3. The ice cream according to claim 1, characterized in that: the ice cream includes soft serve ice cream and hard serve ice cream; the ice cream includes reduced-sugar ice cream and non-reduced-sugar ice cream.

4. The ice cream according to claim 1, characterized in that: based on the total mass of ice cream raw materials, the amount of small-granule starch added is 1% to 6%.

5. A method for preparing any one of the ice creams according to claims 1, comprising the following steps: (1) prepare homogenized ice cream slurry by conventional ice cream preparation method, cool to below 50 C., add natural and/or modified small-granule starch milk, stir to obtain a mixed slurry; (2) after incubating and stirring the mixed slurry at 4 C. for 12-18 hours, freeze it, and optionally perform low-temperature hardening to obtain the ice cream product.

6. The method according to claim 5, characterized in that: in step (1), the mass ratio range of natural and/or modified small-granule starch to water in the natural and/or modified small-granule starch milk is 1:1.5 to 1:3.

7. The method according to claim 5, characterized in that: the operation of step (1) comprises: (1.1) weigh the materials according to the formula, mix the dry powder materials except for the small-granule starch, add water while stirring, then add fat and stir; (1.2) after the materials are evenly mixed, perform high-speed shearing while stirring the materials; (1.3) Sterilize the sheared ice cream slurry; (1.4) cool the sterilized ice cream slurry to 55 C.-65 C., homogenize it to obtain homogenized ice cream slurry.
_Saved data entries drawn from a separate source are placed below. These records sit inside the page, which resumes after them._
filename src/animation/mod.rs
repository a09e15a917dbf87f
pub(crate) mod ease;
pub(crate) mod scheduler;
pub(crate) mod reserve;
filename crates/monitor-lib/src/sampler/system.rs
//! OS-backed metric source
//!
//! Keeps one `sysinfo::System` alive between ticks so CPU usage can be
//! computed as a delta since the previous refresh.

use super::{MetricSnapshot, MetricSource};
use anyhow::Result;
use async_trait::async_trait;
use sysinfo::{CpuRefreshKind, MemoryRefreshKind, Networks, RefreshKind, System};

/// Whole-host metric source built on `sysinfo`.
pub struct SystemMetricSource {
    sys: System,
    networks: Networks,
}

impl SystemMetricSource {
    pub fn new() -> Self {
        let mut sys = System::new_with_specifics(
            RefreshKind::new()
                .with_cpu(CpuRefreshKind::new().with_cpu_usage())
                .with_memory(MemoryRefreshKind::new().with_ram()),
        );
        // Prime the CPU counters so the first real snapshot has a baseline
        sys.refresh_cpu_usage();

        Self {
            sys,
            networks: Networks::new_with_refreshed_list(),
        }
    }
}

impl Default for SystemMetricSource {
    fn default() -> Self {
        Self::new()
    }
}

#[async_trait]
impl MetricSource for SystemMetricSource {
    async fn snapshot(&mut self) -> Result<MetricSnapshot> {
        self.sys.refresh_cpu_usage();
        self.sys.refresh_memory();
        self.networks.refresh();

        let cpu_pct = f64::from(self.sys.global_cpu_info().cpu_usage());

        let total = self.sys.total_memory();
        let mem_pct = if total > 0 {
            self.sys.used_memory() as f64 / total as f64 * 100.0
        } else {
            0.0
        };

        // Cumulative counters summed over all non-loopback interfaces
        let (net_sent_bytes, net_recv_bytes) = self
            .networks
            .iter()
            .filter(|(name, _)| *name != "lo")
            .fold((0u64, 0u64), |(sent, recv), (_, data)| {
                (
                    sent.saturating_add(data.total_transmitted()),
                    recv.saturating_add(data.total_received()),
                )
            });

        // Reported as all zeroes on platforms without load averages
        let load1 = System::load_average().one;

        Ok(MetricSnapshot {
            cpu_pct,
            mem_pct,
            net_sent_bytes,
            net_recv_bytes,
            load1,
        })
    }
}
//! Alert evaluation loop
//!
//! Every `check_interval` seconds the evaluator reads the most recent
//! `count` samples and applies four independent sustained-threshold checks
//! (cpu, mem, upstream net, load1). Fired alerts for one cycle are composed
//! into a single multi-line message and pushed once per destination.

use super::latch::Latch;
use crate::config::MonitorConfig;
use crate::history::SharedHistory;
use crate::models::Sample;
use anyhow::Result;
use async_trait::async_trait;
use std::sync::Arc;
use std::time::Duration;
use tracing::{debug, info, warn};

/// Outbound notification seam. Delivery is best-effort; implementations
/// belong to the messaging front-end, not this crate.
#[async_trait]
pub trait NotificationSink: Send + Sync {
    async fn send(&self, destination: &str, message: &str) -> Result<()>;
}

/// Sink that only records alerts in the log. Used when no real messaging
/// collaborator is wired in.
pub struct LogSink;

#[async_trait]
impl NotificationSink for LogSink {
    async fn send(&self, destination: &str, message: &str) -> Result<()> {
        info!(destination = %destination, %message, "Alert notification");
        Ok(())
    }
}

/// Resolved alerting parameters, fixed after construction.
#[derive(Debug, Clone)]
pub struct AlertPolicy {
    /// CPU percent threshold
    pub cpu: f64,
    /// Memory percent threshold
    pub mem: f64,
    /// Upstream network threshold in KB/s
    pub net: f64,
    /// 1-minute load average threshold
    pub load: f64,
    /// Consecutive breaching samples required
    pub count: usize,
    /// Seconds between evaluation cycles
    pub check_interval: u64,
}

impl AlertPolicy {
    pub fn from_config(config: &MonitorConfig) -> Self {
        Self {
            cpu: config.alert.thresholds.cpu,
            mem: config.alert.thresholds.mem,
            net: config.alert.thresholds.net,
            load: config.load_threshold(),
            count: config.alert.count.max(1),
            check_interval: config.alert.check_interval.max(1),
        }
    }
}

/// One latch per monitored metric, owned exclusively by the evaluator.
#[derive(Debug, Default)]
struct Latches {
    cpu: Latch,
    mem: Latch,
    net: Latch,
    load: Latch,
}

/// Background task applying edge-triggered sustained-threshold detection.
pub struct AlertEvaluator {
    history: SharedHistory,
    sink: Arc<dyn NotificationSink>,
    destinations: Vec<String>,
    policy: AlertPolicy,
    latches: Latches,
}

impl AlertEvaluator {
    pub fn new(
        history: SharedHistory,
        sink: Arc<dyn NotificationSink>,
        destinations: Vec<String>,
        policy: AlertPolicy,
    ) -> Self {
        Self {
            history,
            sink,
            destinations,
            policy,
            latches: Latches::default(),
        }
    }

    /// Run until a shutdown signal is received.
    pub async fn run(mut self, mut shutdown: tokio::sync::broadcast::Receiver<()>) {
        info!(
            check_interval_secs = self.policy.check_interval,
            count = self.policy.count,
            "Starting alert evaluator loop"
        );

        let interval = Duration::from_secs(self.policy.check_interval);
        loop {
            tokio::select! {
                _ = tokio::time::sleep(interval) => {
                    self.evaluate().await;
                }
                _ = shutdown.recv() => {
                    info!("Shutting down alert evaluator loop");
                    break;
                }
            }
        }
    }

    /// One evaluation cycle: check all metrics, deliver anything that fired.
    pub async fn evaluate(&mut self) {
        let fired = self.check_cycle();
        if fired.is_empty() {
            return;
        }

        info!(alerts = fired.len(), "Sustained threshold breaches detected");
        if self.destinations.is_empty() {
            debug!("No alert destinations configured, skipping delivery");
            return;
        }

        let message = fired.join("\n");
        for destination in &self.destinations {
            if let Err(e) = self.sink.send(destination, &message).await {
                // Delivery is best-effort; latch state is already settled
                warn!(destination = %destination, error = %e, "Alert delivery failed");
            }
        }
    }

    /// Apply the four sustained-threshold checks against the trailing
    /// samples. Returns one message line per rising edge, in metric-check
    /// order.
    pub fn check_cycle(&mut self) -> Vec<String> {
        let recent = self.history.read().unwrap().tail(self.policy.count);
        if recent.len() < self.policy.count {
            // Not enough history yet to judge a sustained breach
            return Vec::new();
        }

        let policy = &self.policy;
        let mut fired = Vec::new();

        if self
            .latches
            .cpu
            .observe(sustained(&recent, policy.cpu, |s| s.cpu_pct))
        {
            fired.push(format!(
                "CPU usage >= {:.1}% for {} consecutive samples",
                policy.cpu, policy.count
            ));
        }
        if self
            .latches
            .mem
            .observe(sustained(&recent, policy.mem, |s| s.mem_pct))
        {
            fired.push(format!(
                "Memory usage >= {:.1}% for {} consecutive samples",
                policy.mem, policy.count
            ));
        }
        if self
            .latches
            .net
            .observe(sustained(&recent, policy.net, |s| s.net_sent_kbps))
        {
            fired.push(format!(
                "Upstream network >= {:.1} KB/s for {} consecutive samples",
                policy.net, policy.count
            ));
        }
        if self
            .latches
            .load
            .observe(sustained(&recent, policy.load, |s| s.load1))
        {
            fired.push(format!(
                "1-minute load >= {:.2} for {} consecutive samples",
                policy.load, policy.count
            ));
        }

        fired
    }
}

/// Whether every trailing sample's value is at or above the threshold.
fn sustained(recent: &[Sample], threshold: f64, value: impl Fn(&Sample) -> f64) -> bool {
    recent.iter().all(|s| value(s) >= threshold)
}

#[cfg(test)]
mod tests {
    use super::*;
    use crate::history::TimeSeriesStore;
    use std::sync::Mutex;

    /// Mock sink recording deliveries, optionally failing one destination
    struct MockSink {
        sent: Mutex<Vec<(String, String)>>,
        fail_destination: Option<String>,
    }

    impl MockSink {
        fn new() -> Self {
            Self {
                sent: Mutex::new(Vec::new()),
                fail_destination: None,
            }
        }
    }

    #[async_trait]
    impl NotificationSink for MockSink {
        async fn send(&self, destination: &str, message: &str) -> Result<()> {
            if self.fail_destination.as_deref() == Some(destination) {
                anyhow::bail!("destination unreachable");
            }
            self.sent
                .lock()
                .unwrap()
                .push((destination.to_string(), message.to_string()));
            Ok(())
        }
    }

    fn cpu_sample(ts: i64, cpu: f64) -> Sample {
        Sample {
            timestamp: ts,
            cpu_pct: cpu,
            mem_pct: 10.0,
            net_sent_kbps: 0.0,
            net_recv_kbps: 0.0,
            load1: 0.1,
        }
    }

    fn policy(count: usize) -> AlertPolicy {
        AlertPolicy {
            cpu: 90.0,
            mem: 90.0,
            net: 1024.0,
            load: 8.0,
            count,
            check_interval: 60,
        }
    }

    fn evaluator(
        history: SharedHistory,
        sink: Arc<dyn NotificationSink>,
        destinations: Vec<String>,
        count: usize,
    ) -> AlertEvaluator {
        AlertEvaluator::new(history, sink, destinations, policy(count))
    }

    #[test]
    fn test_edge_triggered_fires_once_per_episode() {
        let history = TimeSeriesStore::with_capacity(100).into_shared();
        let mut eval = evaluator(Arc::clone(&history), Arc::new(MockSink::new()), vec![], 3);

        // Two sustained episodes separated by one sub-threshold sample:
        // alerts after the 3rd and 8th samples only.
        let values = [95.0, 95.0, 95.0, 95.0, 50.0, 95.0, 95.0, 95.0];
        let mut fired_at = Vec::new();
        for (i, v) in values.iter().enumerate() {
            history.write().unwrap().append(cpu_sample(i as i64, *v));
            if !eval.check_cycle().is_empty() {
                fired_at.push(i + 1);
            }
        }

        assert_eq!(fired_at, vec![3, 8]);
    }

    #[test]
    fn test_short_breach_never_fires() {
        let history = TimeSeriesStore::with_capacity(100).into_shared();
        let mut eval = evaluator(Arc::clone(&history), Arc::new(MockSink::new()), vec![], 3);

        for (i, v) in [95.0, 95.0, 50.0, 95.0, 95.0, 50.0].iter().enumerate() {
            history.write().unwrap().append(cpu_sample(i as i64, *v));
            assert!(eval.check_cycle().is_empty());
        }
    }

    #[test]
    fn test_insufficient_history_is_skipped() {
        let history = TimeSeriesStore::with_capacity(100).into_shared();
        let mut eval = evaluator(Arc::clone(&history), Arc::new(MockSink::new()), vec![], 3);

        history.write().unwrap().append(cpu_sample(0, 99.0));
        history.write().unwrap().append(cpu_sample(1, 99.0));

        assert!(eval.check_cycle().is_empty());
    }

    #[test]
    fn test_independent_metrics_fire_together_in_check_order() {
        let history = TimeSeriesStore::with_capacity(100).into_shared();
        let mut eval = evaluator(Arc::clone(&history), Arc::new(MockSink::new()), vec![], 2);

        for ts in 0..2 {
            history.write().unwrap().append(Sample {
                timestamp: ts,
                cpu_pct: 95.0,
                mem_pct: 95.0,
                net_sent_kbps: 2048.0,
                net_recv_kbps: 0.0,
                load1: 9.5,
            });
        }

        let fired = eval.check_cycle();
        assert_eq!(fired.len(), 4);
        assert!(fired[0].starts_with("CPU"));
        assert!(fired[1].starts_with("Memory"));
        assert!(fired[2].starts_with("Upstream"));
        assert!(fired[3].starts_with("1-minute"));
    }

    #[tokio::test]
    async fn test_delivery_goes_to_every_destination() {
        let history = TimeSeriesStore::with_capacity(100).into_shared();
        for ts in 0..3 {
            history.write().unwrap().append(cpu_sample(ts, 95.0));
        }

        let sink = Arc::new(MockSink::new());
        let mut eval = evaluator(
            Arc::clone(&history),
            sink.clone(),
            vec!["room-a".to_string(), "room-b".to_string()],
            3,
        );

        eval.evaluate().await;

        let sent = sink.sent.lock().unwrap();
        assert_eq!(sent.len(), 2);
        assert_eq!(sent[0].0, "room-a");
        assert_eq!(sent[1].0, "room-b");
        assert!(sent[0].1.contains("CPU usage >= 90.0%"));
    }

    #[tokio::test]
    async fn test_failed_destination_does_not_block_others() {
        let history = TimeSeriesStore::with_capacity(100).into_shared();
        for ts in 0..3 {
            history.write().unwrap().append(cpu_sample(ts, 95.0));
        }

        let sink = Arc::new(MockSink {
            sent: Mutex::new(Vec::new()),
            fail_destination: Some("room-a".to_string()),
        });
        let mut eval = evaluator(
            Arc::clone(&history),
            sink.clone(),
            vec!["room-a".to_string(), "room-b".to_string()],
            3,
        );

        eval.evaluate().await;

        let sent = sink.sent.lock().unwrap();
        assert_eq!(sent.len(), 1);
        assert_eq!(sent[0].0, "room-b");
        // The latch stays set despite the failed delivery
        assert_eq!(eval.latches.cpu, Latch::Breaching);
    }

    #[tokio::test]
    async fn test_shutdown_stops_evaluation() {
        let history = TimeSeriesStore::with_capacity(100).into_shared();
        let sink = Arc::new(MockSink::new());
        let eval = evaluator(
            Arc::clone(&history),
            sink.clone(),
            vec!["room".to_string()],
            3,
        );

        let (shutdown_tx, shutdown_rx) = tokio::sync::broadcast::channel(1);
        let handle = tokio::spawn(eval.run(shutdown_rx));

        shutdown_tx.send(()).unwrap();
        handle.await.unwrap();

        assert!(sink.sent.lock().unwrap().is_empty());
    }
}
8. The method according to any one of claims 5, characterized in that: the small-granule starch is modified small-granule starch, and can also be added during the mixing of dry powder materials.

9. An application of small-granule starch in ice cream preparation.

10. The application according to claim 9, characterized in that: the application is to add small-granule starch to soluble sugar-reduced or non-reduced ice cream to increase the hardness of ice cream, improve the structure of ice cream, make the ice crystals of the ice cream finer, the structure more delicate, and enhance the ice cream product's resistance to temperature fluctuations during cold chain storage and transportation, making the ice cream suitable for storage and sales temperatures higher than conventional storage temperatures.

Description

BRIEF DESCRIPTION OF DRAWINGS

[0033] FIG. 1 illustrates the melting characteristics of ice cream prepared in Embodiment 1 (A), Comparative Embodiment 1 (B) and Comparative Embodiment 2 (C) of the present invention.

[0034] FIG. 2 illustrates a frozen scanning electron microscope observation picture of the ice cream prepared in Embodiment 1 (left), Comparative Embodiment 1 (middle) and Comparative Embodiment 2 (right) of the present invention.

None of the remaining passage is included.